Dataset excerpts:
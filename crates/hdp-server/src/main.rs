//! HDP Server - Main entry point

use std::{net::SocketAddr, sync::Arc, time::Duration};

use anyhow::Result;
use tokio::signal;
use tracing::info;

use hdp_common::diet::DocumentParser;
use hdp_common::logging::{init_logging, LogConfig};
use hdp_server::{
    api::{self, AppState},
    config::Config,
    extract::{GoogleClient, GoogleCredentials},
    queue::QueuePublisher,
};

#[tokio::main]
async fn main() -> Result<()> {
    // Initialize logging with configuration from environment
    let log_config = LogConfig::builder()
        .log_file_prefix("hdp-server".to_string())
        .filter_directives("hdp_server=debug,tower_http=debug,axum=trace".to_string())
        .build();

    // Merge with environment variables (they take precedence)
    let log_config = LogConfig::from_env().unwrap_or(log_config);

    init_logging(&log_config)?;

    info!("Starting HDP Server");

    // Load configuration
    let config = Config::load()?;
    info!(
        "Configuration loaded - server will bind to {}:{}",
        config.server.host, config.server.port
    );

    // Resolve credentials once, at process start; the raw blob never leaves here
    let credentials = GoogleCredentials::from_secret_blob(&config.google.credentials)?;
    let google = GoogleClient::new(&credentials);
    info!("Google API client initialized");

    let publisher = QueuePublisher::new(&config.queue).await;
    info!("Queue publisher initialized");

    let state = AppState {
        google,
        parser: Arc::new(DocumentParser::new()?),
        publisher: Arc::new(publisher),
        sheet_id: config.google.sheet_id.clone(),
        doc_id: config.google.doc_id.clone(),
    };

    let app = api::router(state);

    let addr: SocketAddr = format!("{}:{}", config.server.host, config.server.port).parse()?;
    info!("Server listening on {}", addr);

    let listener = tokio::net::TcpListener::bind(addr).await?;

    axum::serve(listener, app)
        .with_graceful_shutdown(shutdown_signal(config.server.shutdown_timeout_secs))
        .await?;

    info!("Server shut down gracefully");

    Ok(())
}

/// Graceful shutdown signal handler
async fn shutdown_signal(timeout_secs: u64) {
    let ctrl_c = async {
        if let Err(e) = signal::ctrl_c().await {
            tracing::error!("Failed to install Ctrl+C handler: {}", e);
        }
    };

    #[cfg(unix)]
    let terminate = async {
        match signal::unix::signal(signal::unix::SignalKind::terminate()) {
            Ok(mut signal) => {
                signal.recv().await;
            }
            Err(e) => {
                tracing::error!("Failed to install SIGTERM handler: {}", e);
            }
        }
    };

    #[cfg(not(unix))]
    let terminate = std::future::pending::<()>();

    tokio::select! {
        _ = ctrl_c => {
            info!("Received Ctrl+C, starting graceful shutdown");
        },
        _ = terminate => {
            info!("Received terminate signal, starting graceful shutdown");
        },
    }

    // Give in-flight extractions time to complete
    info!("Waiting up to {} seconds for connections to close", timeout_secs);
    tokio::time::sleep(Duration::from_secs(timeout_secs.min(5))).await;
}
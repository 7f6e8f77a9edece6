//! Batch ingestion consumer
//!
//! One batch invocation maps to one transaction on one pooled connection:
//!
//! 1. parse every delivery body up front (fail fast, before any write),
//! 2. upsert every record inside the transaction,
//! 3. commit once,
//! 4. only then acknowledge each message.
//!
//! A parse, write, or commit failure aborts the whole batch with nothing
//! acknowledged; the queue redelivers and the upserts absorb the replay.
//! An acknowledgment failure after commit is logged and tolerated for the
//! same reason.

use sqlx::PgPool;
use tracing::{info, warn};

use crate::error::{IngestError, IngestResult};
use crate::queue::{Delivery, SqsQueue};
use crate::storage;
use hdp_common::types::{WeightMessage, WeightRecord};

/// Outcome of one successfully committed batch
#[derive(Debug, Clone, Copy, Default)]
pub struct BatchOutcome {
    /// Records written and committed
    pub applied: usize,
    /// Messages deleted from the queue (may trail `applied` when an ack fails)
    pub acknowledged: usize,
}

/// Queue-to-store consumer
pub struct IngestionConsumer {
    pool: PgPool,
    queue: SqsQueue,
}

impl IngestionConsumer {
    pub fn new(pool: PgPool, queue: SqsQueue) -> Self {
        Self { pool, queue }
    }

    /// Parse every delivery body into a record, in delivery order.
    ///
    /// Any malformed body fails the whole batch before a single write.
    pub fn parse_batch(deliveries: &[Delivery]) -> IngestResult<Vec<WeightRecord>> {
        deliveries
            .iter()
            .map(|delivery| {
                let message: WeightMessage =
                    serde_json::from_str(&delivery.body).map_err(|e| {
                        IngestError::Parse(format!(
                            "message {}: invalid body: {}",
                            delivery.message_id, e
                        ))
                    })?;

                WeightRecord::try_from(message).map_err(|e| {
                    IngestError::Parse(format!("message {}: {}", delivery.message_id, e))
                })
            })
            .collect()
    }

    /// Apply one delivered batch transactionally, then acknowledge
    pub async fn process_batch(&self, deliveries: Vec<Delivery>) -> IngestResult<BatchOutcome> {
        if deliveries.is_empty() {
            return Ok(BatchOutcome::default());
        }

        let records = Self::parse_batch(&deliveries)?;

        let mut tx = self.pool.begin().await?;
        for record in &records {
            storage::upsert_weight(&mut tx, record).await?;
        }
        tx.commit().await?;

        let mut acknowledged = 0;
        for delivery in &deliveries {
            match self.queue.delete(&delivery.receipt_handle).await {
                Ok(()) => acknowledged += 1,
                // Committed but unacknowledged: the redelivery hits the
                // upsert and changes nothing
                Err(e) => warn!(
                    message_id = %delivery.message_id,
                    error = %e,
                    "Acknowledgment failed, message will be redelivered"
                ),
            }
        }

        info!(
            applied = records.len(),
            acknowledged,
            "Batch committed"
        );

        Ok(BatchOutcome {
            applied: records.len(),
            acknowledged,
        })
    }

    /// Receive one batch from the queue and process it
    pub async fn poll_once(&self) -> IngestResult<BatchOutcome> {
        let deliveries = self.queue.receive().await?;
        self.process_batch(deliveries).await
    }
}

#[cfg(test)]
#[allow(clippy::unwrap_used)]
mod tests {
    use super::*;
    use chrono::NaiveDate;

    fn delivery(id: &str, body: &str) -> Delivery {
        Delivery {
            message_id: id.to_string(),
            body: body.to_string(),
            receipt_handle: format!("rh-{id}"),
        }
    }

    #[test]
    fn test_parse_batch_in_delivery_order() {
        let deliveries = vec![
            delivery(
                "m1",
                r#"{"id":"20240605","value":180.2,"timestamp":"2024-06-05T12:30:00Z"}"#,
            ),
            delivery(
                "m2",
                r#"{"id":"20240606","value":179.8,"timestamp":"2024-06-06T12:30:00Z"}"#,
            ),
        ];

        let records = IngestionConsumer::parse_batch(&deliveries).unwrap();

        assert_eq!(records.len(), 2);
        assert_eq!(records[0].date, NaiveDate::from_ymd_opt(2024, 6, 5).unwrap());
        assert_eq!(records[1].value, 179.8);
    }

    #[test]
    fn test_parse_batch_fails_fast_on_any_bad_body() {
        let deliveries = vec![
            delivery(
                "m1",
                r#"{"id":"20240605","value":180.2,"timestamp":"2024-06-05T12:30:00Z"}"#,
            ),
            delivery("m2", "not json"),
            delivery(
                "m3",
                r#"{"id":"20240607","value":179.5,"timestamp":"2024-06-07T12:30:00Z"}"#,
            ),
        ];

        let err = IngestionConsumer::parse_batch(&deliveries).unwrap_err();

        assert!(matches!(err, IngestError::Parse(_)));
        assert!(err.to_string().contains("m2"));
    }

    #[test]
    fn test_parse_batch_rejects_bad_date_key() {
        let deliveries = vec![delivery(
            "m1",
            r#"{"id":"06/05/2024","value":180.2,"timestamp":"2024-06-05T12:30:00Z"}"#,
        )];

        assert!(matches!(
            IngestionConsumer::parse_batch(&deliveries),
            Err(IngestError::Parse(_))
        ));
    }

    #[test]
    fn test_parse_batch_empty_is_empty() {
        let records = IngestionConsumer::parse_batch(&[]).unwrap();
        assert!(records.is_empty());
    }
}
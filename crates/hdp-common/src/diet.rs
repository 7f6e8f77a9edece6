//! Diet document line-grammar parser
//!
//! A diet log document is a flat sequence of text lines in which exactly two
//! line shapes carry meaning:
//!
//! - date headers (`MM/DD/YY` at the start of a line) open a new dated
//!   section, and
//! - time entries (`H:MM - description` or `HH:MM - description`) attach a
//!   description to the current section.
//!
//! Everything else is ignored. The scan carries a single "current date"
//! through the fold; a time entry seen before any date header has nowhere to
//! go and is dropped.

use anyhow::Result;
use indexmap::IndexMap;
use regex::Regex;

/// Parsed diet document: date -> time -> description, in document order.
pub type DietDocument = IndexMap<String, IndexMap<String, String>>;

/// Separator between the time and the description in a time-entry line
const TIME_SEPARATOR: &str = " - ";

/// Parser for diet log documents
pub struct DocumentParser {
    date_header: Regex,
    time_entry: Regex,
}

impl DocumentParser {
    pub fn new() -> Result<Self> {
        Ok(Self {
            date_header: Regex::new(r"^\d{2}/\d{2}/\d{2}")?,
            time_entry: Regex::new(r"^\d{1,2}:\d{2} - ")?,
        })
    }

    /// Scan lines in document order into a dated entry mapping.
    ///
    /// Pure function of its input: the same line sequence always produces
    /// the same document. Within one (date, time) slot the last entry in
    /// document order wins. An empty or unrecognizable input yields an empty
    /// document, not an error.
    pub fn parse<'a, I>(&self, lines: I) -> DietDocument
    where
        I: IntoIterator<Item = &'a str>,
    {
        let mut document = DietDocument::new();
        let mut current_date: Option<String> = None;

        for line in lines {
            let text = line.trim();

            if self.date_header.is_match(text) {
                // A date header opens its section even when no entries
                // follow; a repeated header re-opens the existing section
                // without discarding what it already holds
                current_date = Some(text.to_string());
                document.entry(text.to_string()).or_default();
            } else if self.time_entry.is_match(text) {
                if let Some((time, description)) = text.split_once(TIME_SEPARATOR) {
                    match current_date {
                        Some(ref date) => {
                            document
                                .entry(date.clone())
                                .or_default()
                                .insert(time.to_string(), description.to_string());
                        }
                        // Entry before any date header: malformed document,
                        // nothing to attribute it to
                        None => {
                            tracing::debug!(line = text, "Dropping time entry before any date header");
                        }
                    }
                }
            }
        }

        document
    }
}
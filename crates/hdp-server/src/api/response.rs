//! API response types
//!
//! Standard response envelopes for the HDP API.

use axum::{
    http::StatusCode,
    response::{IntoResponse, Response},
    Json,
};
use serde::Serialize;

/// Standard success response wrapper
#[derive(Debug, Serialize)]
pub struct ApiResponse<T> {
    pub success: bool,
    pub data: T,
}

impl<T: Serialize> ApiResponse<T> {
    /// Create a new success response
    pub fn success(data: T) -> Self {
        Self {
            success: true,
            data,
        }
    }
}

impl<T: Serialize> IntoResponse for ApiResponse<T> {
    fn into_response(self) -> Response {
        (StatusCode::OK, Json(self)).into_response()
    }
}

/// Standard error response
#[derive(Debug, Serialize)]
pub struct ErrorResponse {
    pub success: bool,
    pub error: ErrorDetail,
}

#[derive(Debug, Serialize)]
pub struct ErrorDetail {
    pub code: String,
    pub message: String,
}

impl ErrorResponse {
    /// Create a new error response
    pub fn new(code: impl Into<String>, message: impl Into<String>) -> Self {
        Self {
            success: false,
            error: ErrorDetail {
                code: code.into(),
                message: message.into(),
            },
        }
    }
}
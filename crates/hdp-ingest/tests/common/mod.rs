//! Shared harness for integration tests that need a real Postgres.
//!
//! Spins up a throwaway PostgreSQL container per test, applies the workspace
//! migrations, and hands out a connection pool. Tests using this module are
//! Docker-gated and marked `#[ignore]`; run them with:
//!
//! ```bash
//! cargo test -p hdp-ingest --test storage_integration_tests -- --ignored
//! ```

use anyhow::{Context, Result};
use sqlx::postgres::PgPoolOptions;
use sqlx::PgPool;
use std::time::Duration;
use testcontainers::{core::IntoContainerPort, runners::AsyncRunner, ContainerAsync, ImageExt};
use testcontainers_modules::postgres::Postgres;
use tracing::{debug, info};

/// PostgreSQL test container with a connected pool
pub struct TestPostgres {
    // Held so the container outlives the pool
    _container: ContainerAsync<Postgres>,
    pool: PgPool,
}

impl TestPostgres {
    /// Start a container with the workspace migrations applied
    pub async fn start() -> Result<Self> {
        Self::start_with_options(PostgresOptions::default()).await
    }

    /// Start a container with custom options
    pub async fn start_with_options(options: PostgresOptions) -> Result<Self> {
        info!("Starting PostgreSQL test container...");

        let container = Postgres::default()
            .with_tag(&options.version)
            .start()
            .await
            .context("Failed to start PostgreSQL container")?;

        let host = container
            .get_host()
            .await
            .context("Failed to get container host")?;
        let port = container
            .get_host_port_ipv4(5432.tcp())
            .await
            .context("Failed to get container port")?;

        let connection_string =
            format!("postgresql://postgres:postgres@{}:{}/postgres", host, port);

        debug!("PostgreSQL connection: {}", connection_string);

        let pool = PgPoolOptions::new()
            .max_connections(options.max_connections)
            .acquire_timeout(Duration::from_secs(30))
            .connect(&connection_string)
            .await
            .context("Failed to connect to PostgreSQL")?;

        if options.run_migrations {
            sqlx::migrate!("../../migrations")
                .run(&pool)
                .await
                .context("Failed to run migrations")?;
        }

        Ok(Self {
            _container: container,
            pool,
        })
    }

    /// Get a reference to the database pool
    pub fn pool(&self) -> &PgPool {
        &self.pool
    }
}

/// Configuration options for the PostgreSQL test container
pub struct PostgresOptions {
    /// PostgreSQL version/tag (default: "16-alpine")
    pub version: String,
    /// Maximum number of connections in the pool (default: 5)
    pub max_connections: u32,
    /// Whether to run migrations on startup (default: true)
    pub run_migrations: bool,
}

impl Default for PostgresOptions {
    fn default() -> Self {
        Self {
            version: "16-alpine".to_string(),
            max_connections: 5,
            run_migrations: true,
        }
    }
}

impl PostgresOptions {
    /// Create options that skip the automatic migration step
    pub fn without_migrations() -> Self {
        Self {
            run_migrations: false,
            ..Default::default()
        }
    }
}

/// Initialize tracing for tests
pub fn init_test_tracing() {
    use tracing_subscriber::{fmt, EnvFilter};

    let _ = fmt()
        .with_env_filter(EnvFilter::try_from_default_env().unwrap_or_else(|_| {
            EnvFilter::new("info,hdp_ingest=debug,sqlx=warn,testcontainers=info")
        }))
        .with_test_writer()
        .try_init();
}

▸ WORK TO BE COMPLETED: Only the number should be given: how many lines in the data contain the string "SqsQueue".

▸ EXERCISE RESULT: 3